Approach Considerations

Traditionally, the diagnosis of filariasis requires demonstrating microfilariae in the peripheral blood or skin. However, circulating filarial antigens (CFA) are now routinely used to diagnose W bancrofti infection. The microfilariae of all species that cause lymphatic filariasis and the microfilariae of L loa, M ozzardi, and M perstans can be detected on a blood smear. [9] Broadly, the diagnostic approach varies by group of filariasis.

Lymphatic filariasis

Microfilariae on blood smear examination: Draw blood at night, when levels of parasitemia are generally highest. The three lymphatic filarial species can also be distinguished based on their morphologic characteristics on light microscopy.

Circulating filarial antigen (CFA) detection: These assays are regularly available for only W bancrofti detection in lymphatic filariasis.

Adult worms can be seen in the lymphatics.

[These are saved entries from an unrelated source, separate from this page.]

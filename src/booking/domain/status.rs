//! Booking lifecycle and payment statuses.

use super::ParseBookingStatusError;
use crate::lifecycle::StatusGraph;
use serde::{Deserialize, Serialize};
use std::fmt;

/// Booking lifecycle status.
///
/// ```text
/// pending --confirm--> confirmed --complete--> completed
/// pending --cancel--> cancelled
/// confirmed --cancel--> cancelled
/// ```
#[derive(Debug, Clone, Copy, PartialEq, Eq, Hash, Serialize, Deserialize)]
#[serde(rename_all = "snake_case")]
pub enum BookingStatus {
    /// Requested directly, awaiting confirmation.
    Pending,
    /// Agreed by both parties.
    Confirmed,
    /// The work is done.
    Completed,
    /// Called off.
    Cancelled,
}

impl BookingStatus {
    /// All statuses, in graph order.
    pub const ALL: [Self; 4] = [
        Self::Pending,
        Self::Confirmed,
        Self::Completed,
        Self::Cancelled,
    ];

    /// Returns the canonical storage representation.
    #[must_use]
    pub const fn as_str(self) -> &'static str {
        match self {
            Self::Pending => "pending",
            Self::Confirmed => "confirmed",
            Self::Completed => "completed",
            Self::Cancelled => "cancelled",
        }
    }
}

impl StatusGraph for BookingStatus {
    fn successors(self) -> &'static [Self] {
        match self {
            Self::Pending => &[Self::Confirmed, Self::Cancelled],
            Self::Confirmed => &[Self::Completed, Self::Cancelled],
            Self::Completed | Self::Cancelled => &[],
        }
    }
}

impl fmt::Display for BookingStatus {
    fn fmt(&self, f: &mut fmt::Formatter<'_>) -> fmt::Result {
        f.write_str(self.as_str())
    }
}

impl TryFrom<&str> for BookingStatus {
    type Error = ParseBookingStatusError;

    fn try_from(value: &str) -> Result<Self, Self::Error> {
        match value.trim().to_ascii_lowercase().as_str() {
            "pending" => Ok(Self::Pending),
            "confirmed" => Ok(Self::Confirmed),
            "completed" => Ok(Self::Completed),
            "cancelled" => Ok(Self::Cancelled),
            _ => Err(ParseBookingStatusError(value.to_owned())),
        }
    }
}

/// Payment state, moved only by the payment collaborator.
#[derive(Debug, Clone, Copy, PartialEq, Eq, Hash, Serialize, Deserialize)]
#[serde(rename_all = "snake_case")]
pub enum PaymentStatus {
    /// Not paid yet.
    Unpaid,
    /// Paid; never reverts.
    Paid,
}

impl PaymentStatus {
    /// Returns the canonical storage representation.
    #[must_use]
    pub const fn as_str(self) -> &'static str {
        match self {
            Self::Unpaid => "unpaid",
            Self::Paid => "paid",
        }
    }
}

impl fmt::Display for PaymentStatus {
    fn fmt(&self, f: &mut fmt::Formatter<'_>) -> fmt::Result {
        f.write_str(self.as_str())
    }
}

impl TryFrom<&str> for PaymentStatus {
    type Error = ParseBookingStatusError;

    fn try_from(value: &str) -> Result<Self, Self::Error> {
        match value.trim().to_ascii_lowercase().as_str() {
            "unpaid" => Ok(Self::Unpaid),
            "paid" => Ok(Self::Paid),
            _ => Err(ParseBookingStatusError(value.to_owned())),
        }
    }
}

Additional testing in lymphatic filariasis includes PCR and serology. PCR is not widely available and is mostly used in a research setting. Serology testing for filarial antibodies cannot distinguish between past and present infection and are not typically specific for filarial infections; however, specificity can be improved via assays based on certain recombinant antigens, such as Wb123 in W bancrofti. [41]

Cutaneous filariasis

Definitive diagnosis of O volvulus and M streptocerca infections occurs when microfilariae are detected in multiple skin snip specimens taken from different body sites. In addition, microfilariae of O volvulus may be detected in the cornea or anterior chamber of the eye, using slit-lamp examination. O volvulus may also be detected with antigen testing, although this is not regularly available. [42] Additional testing with serology and PCR have similar application in these cases, as noted above. Of note, the Mazzoti test (detailed below) should not be routinely used in the diagnosis of onchocerciasis owing to its risk of severe adverse reactions.

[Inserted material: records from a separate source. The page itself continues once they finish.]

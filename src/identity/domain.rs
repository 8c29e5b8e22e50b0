//! Actor identity types.

use serde::{Deserialize, Serialize};
use std::fmt;
use thiserror::Error;
use uuid::Uuid;

/// Opaque identifier of a marketplace user.
#[derive(Debug, Clone, Copy, PartialEq, Eq, Hash, Serialize, Deserialize)]
#[serde(transparent)]
pub struct UserId(Uuid);

impl UserId {
    /// Creates a new random user identifier.
    #[must_use]
    pub fn new() -> Self {
        Self(Uuid::new_v4())
    }

    /// Creates a user identifier from an existing UUID.
    #[must_use]
    pub const fn from_uuid(uuid: Uuid) -> Self {
        Self(uuid)
    }

    /// Returns the wrapped UUID.
    #[must_use]
    pub const fn into_inner(self) -> Uuid {
        self.0
    }
}

impl Default for UserId {
    fn default() -> Self {
        Self::new()
    }
}

impl fmt::Display for UserId {
    fn fmt(&self, f: &mut fmt::Formatter<'_>) -> fmt::Result {
        write!(f, "{}", self.0)
    }
}

/// Account role granted by the identity provider.
#[derive(Debug, Clone, Copy, PartialEq, Eq, Hash, Serialize, Deserialize)]
#[serde(rename_all = "snake_case")]
pub enum Role {
    /// Books services and posts tasks.
    Customer,
    /// Lists services and bids on tasks.
    Provider,
    /// Operates the marketplace.
    Admin,
}

impl Role {
    /// Returns the canonical storage representation.
    #[must_use]
    pub const fn as_str(self) -> &'static str {
        match self {
            Self::Customer => "customer",
            Self::Provider => "provider",
            Self::Admin => "admin",
        }
    }

    /// Returns whether the role may publish catalog listings.
    #[must_use]
    pub const fn can_list_services(self) -> bool {
        matches!(self, Self::Provider | Self::Admin)
    }
}

impl fmt::Display for Role {
    fn fmt(&self, f: &mut fmt::Formatter<'_>) -> fmt::Result {
        f.write_str(self.as_str())
    }
}

impl TryFrom<&str> for Role {
    type Error = ParseRoleError;

    fn try_from(value: &str) -> Result<Self, Self::Error> {
        let normalized = value.trim().to_ascii_lowercase();
        match normalized.as_str() {
            "customer" => Ok(Self::Customer),
            "provider" => Ok(Self::Provider),
            "admin" => Ok(Self::Admin),
            _ => Err(ParseRoleError(value.to_owned())),
        }
    }
}

/// Error returned while parsing an unknown role.
#[derive(Debug, Clone, Error, PartialEq, Eq)]
#[error("unknown role: {0}")]
pub struct ParseRoleError(pub String);

/// The authenticated party performing an operation.
#[derive(Debug, Clone, Copy, PartialEq, Eq, Hash, Serialize, Deserialize)]
pub struct Actor {
    id: UserId,
    role: Role,
}

impl Actor {
    /// Creates an actor.
    #[must_use]
    pub const fn new(id: UserId, role: Role) -> Self {
        Self { id, role }
    }

    /// Creates an actor with a fresh identity, mostly useful in tests.
    #[must_use]
    pub fn fresh(role: Role) -> Self {
        Self::new(UserId::new(), role)
    }

    /// Returns the actor's user identifier.
    #[must_use]
    pub const fn id(&self) -> UserId {
        self.id
    }

    /// Returns the actor's role.
    #[must_use]
    pub const fn role(&self) -> Role {
        self.role
    }

    /// Returns whether the actor is the given user.
    #[must_use]
    pub fn is(&self, user: UserId) -> bool {
        self.id == user
    }
}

Loa loa infection can be definitively diagnosed by observing microfilariae on blood smear examination or by detecting migrating adult worms in the subcutaneous tissue or conjunctiva. For travelers to endemic areas, serology can be useful to detect exposure to Loa loa. Sensitivity and specificity of such testing varies depending on the assay used.

Body cavity filariasis

M ozzardi and M perstans infections can be definitively diagnosed by observing microfilariae on blood smear examination. Additional testing with serology and PCR have similar application in these cases, as described above.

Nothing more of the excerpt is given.